**Assignment:** Please copy each line of the records below that holds the word "Serialize".

[Stored items]
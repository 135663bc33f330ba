//! ResourceStore trait for mocking
//!
//! This trait abstracts the cluster API to enable mocking in unit tests.
//! `KubeResourceStore` implements it against a real API server and tests can
//! use `MockResourceStore`.

use crate::error::StoreError;
use crate::key::{ApplyParams, ObjectKey};
use crds::{Certificate, WebApp, WebAppStatus};
use k8s_openapi::api::apps::v1::Deployment;
use k8s_openapi::api::core::v1::Service;
use k8s_openapi::api::networking::v1::Ingress;

/// Operations the WebApp reconciler needs from the cluster
///
/// Every apply returns the object as the server stored it, including any
/// status other controllers have written, so callers can read back observed
/// state from the same round trip.
/// All async methods must be `Send` to work with Tokio's work-stealing runtime.
#[async_trait::async_trait]
pub trait ResourceStore: Send + Sync {
    /// Fetch a WebApp; `Ok(None)` when it does not exist
    async fn get_web_app(&self, key: &ObjectKey) -> Result<Option<WebApp>, StoreError>;

    async fn apply_certificate(&self, certificate: &Certificate, params: &ApplyParams) -> Result<Certificate, StoreError>;
    async fn apply_deployment(&self, deployment: &Deployment, params: &ApplyParams) -> Result<Deployment, StoreError>;
    async fn apply_service(&self, service: &Service, params: &ApplyParams) -> Result<Service, StoreError>;
    async fn apply_ingress(&self, ingress: &Ingress, params: &ApplyParams) -> Result<Ingress, StoreError>;

    /// Replace the status subresource of a WebApp, leaving its spec alone
    async fn update_web_app_status(&self, key: &ObjectKey, status: &WebAppStatus) -> Result<(), StoreError>;
}
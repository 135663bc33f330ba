//! Resource store errors

use thiserror::Error;

/// Errors that can occur when reading from or writing to the cluster
#[derive(Debug, Error)]
pub enum StoreError {
    /// Kubernetes API error
    #[error("Kubernetes error: {0}")]
    Kube(#[from] kube::Error),

    /// Object does not exist
    #[error("Not found: {0}")]
    NotFound(String),

    /// Write rejected because another writer holds the fields
    #[error("Conflict: {0}")]
    Conflict(String),

    /// Object rejected by validation (e.g. missing name or namespace)
    #[error("Invalid object: {0}")]
    Invalid(String),

    /// API server unreachable or timing out
    #[error("Store unavailable: {0}")]
    Unavailable(String),
}

impl StoreError {
    /// True when the error means the object is absent
    pub fn is_not_found(&self) -> bool {
        match self {
            StoreError::NotFound(_) => true,
            StoreError::Kube(kube::Error::Api(api_err)) => api_err.code == 404,
            _ => false,
        }
    }
}
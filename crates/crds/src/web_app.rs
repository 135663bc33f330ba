//! WebApp CRD
//!
//! Declares a web application: hostname, container image, replica count,
//! TLS issuer and resource limits. The controller converges this intent into
//! a Certificate, a Deployment, a Service and an Ingress.

use k8s_openapi::api::core::v1::ResourceRequirements;
use kube::CustomResource;
use schemars::JsonSchema;
use serde::{Deserialize, Serialize};

/// Container port used when a WebApp leaves `containerPort` unset
pub const DEFAULT_CONTAINER_PORT: i32 = 80;

fn default_container_port() -> i32 {
    DEFAULT_CONTAINER_PORT
}

/// `ResourceRequirements` is passed through to the pod template untouched,
/// so the CRD schema only needs to accept an object and keep its fields.
fn resource_requirements_schema(_: &mut schemars::SchemaGenerator) -> schemars::Schema {
    schemars::json_schema!({
        "type": "object",
        "x-kubernetes-preserve-unknown-fields": true
    })
}

#[derive(CustomResource, Debug, Clone, Serialize, Deserialize, JsonSchema, PartialEq)]
#[kube(
    group = "webservice.my.domain",
    version = "v1",
    kind = "WebApp",
    namespaced,
    status = "WebAppStatus",
    printcolumn = r#"{"name": "Hostname", "type": "string", "jsonPath": ".status.host"}"#,
    printcolumn = r#"{"name": "Certificate Status", "type": "string", "jsonPath": ".status.certificateStatus"}"#,
    printcolumn = r#"{"name": "Replicas", "type": "integer", "jsonPath": ".status.replicas"}"#
)]
#[serde(rename_all = "camelCase")]
pub struct WebAppSpec {
    /// Desired number of pods.
    ///
    /// Absent means "leave the Deployment's replica count alone", which is
    /// not the same as zero. The API server still requires the field.
    #[serde(skip_serializing_if = "Option::is_none")]
    #[schemars(required, range(min = 0))]
    pub replicas: Option<i32>,

    /// Public hostname served by the Ingress and certified by the Certificate
    #[schemars(length(min = 1))]
    pub host: String,

    /// Container image reference
    #[schemars(length(min = 1))]
    pub image: String,

    /// cert-manager Issuer name
    #[schemars(length(min = 1))]
    pub issuer: String,

    /// Port the container listens on
    #[serde(default = "default_container_port")]
    #[schemars(range(min = 0))]
    pub container_port: i32,

    /// CPU/memory requests and limits for the container
    #[serde(default)]
    #[schemars(schema_with = "resource_requirements_schema")]
    pub resources: ResourceRequirements,
}

/// Observed state of a WebApp, written by the controller after every pass
#[derive(Debug, Clone, Serialize, Deserialize, JsonSchema, Default, PartialEq, Eq)]
#[serde(rename_all = "camelCase")]
pub struct WebAppStatus {
    /// Hostname currently exposed through the Ingress (empty until TLS is ready)
    #[serde(default)]
    pub host: String,

    /// Replica count observed on the Deployment
    #[serde(default)]
    pub replicas: i32,

    /// Message of the Certificate's first condition
    #[serde(default)]
    pub certificate_status: String,
}
//! Test utilities for unit testing the reconciler
//!
//! This module provides helpers for creating test data and setting up test scenarios.

use crate::reconciler::{FIELD_MANAGER, Reconciler};
use crds::{CertificateCondition, WebApp, WebAppSpec};
use k8s_openapi::apimachinery::pkg::apis::meta::v1::ObjectMeta;
use resource_store::{MockResourceStore, ObjectKey};

/// Helper to create a test WebApp as the API server would return it
///
/// The uid is set so owner references can be built.
pub fn create_test_web_app(name: &str, namespace: &str, host: &str, replicas: Option<i32>) -> WebApp {
    WebApp {
        metadata: ObjectMeta {
            name: Some(name.to_string()),
            namespace: Some(namespace.to_string()),
            uid: Some(format!("uid-{namespace}-{name}")),
            ..Default::default()
        },
        spec: WebAppSpec {
            replicas,
            host: host.to_string(),
            image: "reg/blog:1".to_string(),
            issuer: "letsencrypt".to_string(),
            container_port: 80,
            resources: Default::default(),
        },
        status: None,
    }
}

/// The "blog" WebApp in "prod" used by most scenarios
pub fn create_test_blog() -> WebApp {
    create_test_web_app("blog", "prod", "blog.example.com", Some(2))
}

pub fn blog_key() -> ObjectKey {
    ObjectKey::new("prod", "blog")
}

/// Helper to create a cert-manager Ready condition
pub fn ready_condition(status: &str, message: &str) -> CertificateCondition {
    CertificateCondition {
        type_: "Ready".to_string(),
        status: status.to_string(),
        message: Some(message.to_string()),
        ..Default::default()
    }
}

/// Reconciler backed by a clone of `store`, so the test keeps a handle
pub fn create_test_reconciler(store: &MockResourceStore) -> Reconciler {
    Reconciler::new(Box::new(store.clone()), FIELD_MANAGER)
}
//! # Fibonacci Backoff
//!
//! Requeue delays for failed reconciliations. The sequence grows more slowly
//! than exponential backoff, so a WebApp stuck on a transient error is
//! retried often at first without hammering the API server later.
//!
//! With the defaults (1 minute minimum, 10 minutes maximum) the sequence is
//! 1m, 1m, 2m, 3m, 5m, 8m, 10m, 10m, ...

use resource_store::ObjectKey;
use std::collections::HashMap;
use std::sync::Mutex;
use std::time::{Duration, Instant};

/// Fibonacci backoff calculator
///
/// Each backoff is the sum of the previous two, capped at the maximum.
#[derive(Debug, Clone)]
pub struct FibonacciBackoff {
    prev: Duration,
    current: Duration,
    max: Duration,
}

impl FibonacciBackoff {
    #[must_use]
    pub fn new(min: Duration, max: Duration) -> Self {
        Self {
            prev: Duration::ZERO,
            current: min,
            max,
        }
    }

    /// Get the next backoff duration and advance the sequence
    pub fn next_backoff(&mut self) -> Duration {
        let result = self.current;

        let next = self.prev.saturating_add(self.current);
        self.prev = self.current;
        self.current = next.min(self.max);

        result
    }
}

/// Backoff state per WebApp
///
/// Entries are created on the first failure and dropped on the next success.
/// A failing WebApp is retried at least every `max`, so an entry untouched for
/// twice that long belongs to an object that is gone; such entries are pruned
/// whenever another failure is recorded. The map therefore never holds more
/// than the WebApps that failed within the last `2 * max`.
#[derive(Debug)]
pub struct BackoffRegistry {
    min: Duration,
    max: Duration,
    states: Mutex<HashMap<ObjectKey, Entry>>,
}

#[derive(Debug)]
struct Entry {
    backoff: FibonacciBackoff,
    last_failure: Instant,
}

impl BackoffRegistry {
    pub fn new(min: Duration, max: Duration) -> Self {
        Self {
            min,
            max,
            states: Mutex::new(HashMap::new()),
        }
    }

    /// Delay before retrying `key` after another failure
    pub fn next_backoff(&self, key: &ObjectKey) -> Duration {
        self.next_backoff_at(key, Instant::now())
    }

    fn next_backoff_at(&self, key: &ObjectKey, now: Instant) -> Duration {
        let idle = self.max.saturating_mul(2);
        let mut states = self.states.lock().unwrap_or_else(|poisoned| poisoned.into_inner());
        states.retain(|k, entry| k == key || now.saturating_duration_since(entry.last_failure) <= idle);

        let entry = states.entry(key.clone()).or_insert_with(|| Entry {
            backoff: FibonacciBackoff::new(self.min, self.max),
            last_failure: now,
        });
        entry.last_failure = now;
        entry.backoff.next_backoff()
    }

    /// Forget the failure history of `key`
    pub fn reset(&self, key: &ObjectKey) {
        let mut states = self.states.lock().unwrap_or_else(|poisoned| poisoned.into_inner());
        states.remove(key);
    }

    #[cfg(test)]
    fn len(&self) -> usize {
        self.states.lock().unwrap_or_else(|poisoned| poisoned.into_inner()).len()
    }
}

#[cfg(test)]
mod tests {
    use super::*;

    fn minutes(m: u64) -> Duration {
        Duration::from_secs(m * 60)
    }

    #[test]
    fn test_fibonacci_backoff_sequence() {
        let mut backoff = FibonacciBackoff::new(minutes(1), minutes(10));

        assert_eq!(backoff.next_backoff(), minutes(1));
        assert_eq!(backoff.next_backoff(), minutes(1));
        assert_eq!(backoff.next_backoff(), minutes(2));
        assert_eq!(backoff.next_backoff(), minutes(3));
        assert_eq!(backoff.next_backoff(), minutes(5));
        assert_eq!(backoff.next_backoff(), minutes(8));
        assert_eq!(backoff.next_backoff(), minutes(10)); // max
        // Next would be 13m (8+5), capped
        assert_eq!(backoff.next_backoff(), minutes(10));
        assert_eq!(backoff.next_backoff(), minutes(10));
    }

    #[test]
    fn test_registry_tracks_objects_independently() {
        let registry = BackoffRegistry::new(minutes(1), minutes(10));
        let blog = ObjectKey::new("prod", "blog");
        let shop = ObjectKey::new("prod", "shop");

        assert_eq!(registry.next_backoff(&blog), minutes(1));
        assert_eq!(registry.next_backoff(&blog), minutes(1));
        assert_eq!(registry.next_backoff(&blog), minutes(2));
        assert_eq!(registry.next_backoff(&shop), minutes(1));

        registry.reset(&blog);
        assert_eq!(registry.next_backoff(&blog), minutes(1));
        assert_eq!(registry.next_backoff(&shop), minutes(1));
    }

    #[test]
    fn test_registry_prunes_entries_idle_past_twice_max() {
        let registry = BackoffRegistry::new(minutes(1), minutes(10));
        let gone = ObjectKey::new("prod", "gone");
        let live = ObjectKey::new("prod", "live");
        let start = Instant::now();

        registry.next_backoff_at(&gone, start);
        registry.next_backoff_at(&gone, start);
        registry.next_backoff_at(&live, start + minutes(15));
        assert_eq!(registry.len(), 2);

        // `gone` last failed 21 minutes ago, `live` 6 minutes ago
        registry.next_backoff_at(&live, start + minutes(21));
        assert_eq!(registry.len(), 1);

        // A pruned object starts over
        assert_eq!(registry.next_backoff_at(&gone, start + minutes(22)), minutes(1));
    }
}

**Exercise result:**
use serde::{Deserialize, Serialize};
#[derive(CustomResource, Debug, Clone, Serialize, Deserialize, JsonSchema, PartialEq)]
#[derive(Debug, Clone, Serialize, Deserialize, JsonSchema, Default, PartialEq, Eq)]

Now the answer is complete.